The following program shows how to use the address operator to assign the address of a variable to a pointer. This program also demonstrates that the value of a pointer is the same as the address to which the pointer points.

#include <iostream>> using namespace std;

int main ()

  int num = 5;
  int* iPtr = &num;
  cout << "The address of x using &num is " << &num << endl;
  cout << "The address of x using iPtr is " << iPtr << endl;
  return 0;
}

The output on my computer (the following addresses likely will be different on yours) is

The address of x using &num is 0012FED4
The address of x using iPtr is 0012FED4


Figure 11-1 shows graphically how the pointer points to the integer variable.

Indirection Operator and Dereferencing

The primary use of a pointer is to access and, if appropriate, change the value of the variable that the pointer is pointing to. In the following program, the value of the integer variable num is changed twice.

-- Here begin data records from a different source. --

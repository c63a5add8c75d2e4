use serde::Serialize;

/// Position of a trial within a run. Also the ChaCha stream the trial draws from.
#[derive(Debug, Clone, Copy, PartialEq, Eq, PartialOrd, Ord, Hash)]
pub struct TrialId(pub u64);

/// Result of one simulated retirement.
/// Invariant: `final_value == 0` iff `bankrupt`, otherwise `final_value > 0`.
#[derive(Debug, Clone, Copy, PartialEq, Eq, Serialize)]
pub struct Outcome {
    pub final_value: i64, // whole currency units
    pub bankrupt: bool,
}

impl Outcome {
    pub fn bankrupt() -> Self {
        Outcome { final_value: 0, bankrupt: true }
    }

    pub fn solvent(final_value: i64) -> Self {
        debug_assert!(final_value > 0, "solvent outcome must be positive");
        Outcome { final_value, bankrupt: false }
    }
}

/// Outcomes of a run, ordered by trial index.
pub type OutcomeSet = Vec<Outcome>;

#include <iostream>> using namespace std;

int main ()
{
  int num = 5;
  int* iPtr = &num;
  cout << "The value of num is " << num << endl;
  num = 10;
  cout << "The value of num after num = 10 is "
<< num << endl;
  *iPtr = 15; 
  cout << "The value of num after *iPtr = 15 is "
<< num << endl;
  return 0;
}

The resulting output is

The value of num is 5
The value of num after num = 10 is 10
The value of num after *iPtr = 15 is 15

The first change should be familiar, by the direct assignment of a value to num, such as num=10. However, the second change is accomplished a new way, using the indirection operator:

*iPtr = 15;

The indirection operator is an asterisk, the same asterisk that you used to declare the pointer or to perform multiplication. However, in this statement the asterisk is not being used in a declaration or to perform multiplication, so in this context it is being used as an indirection operator.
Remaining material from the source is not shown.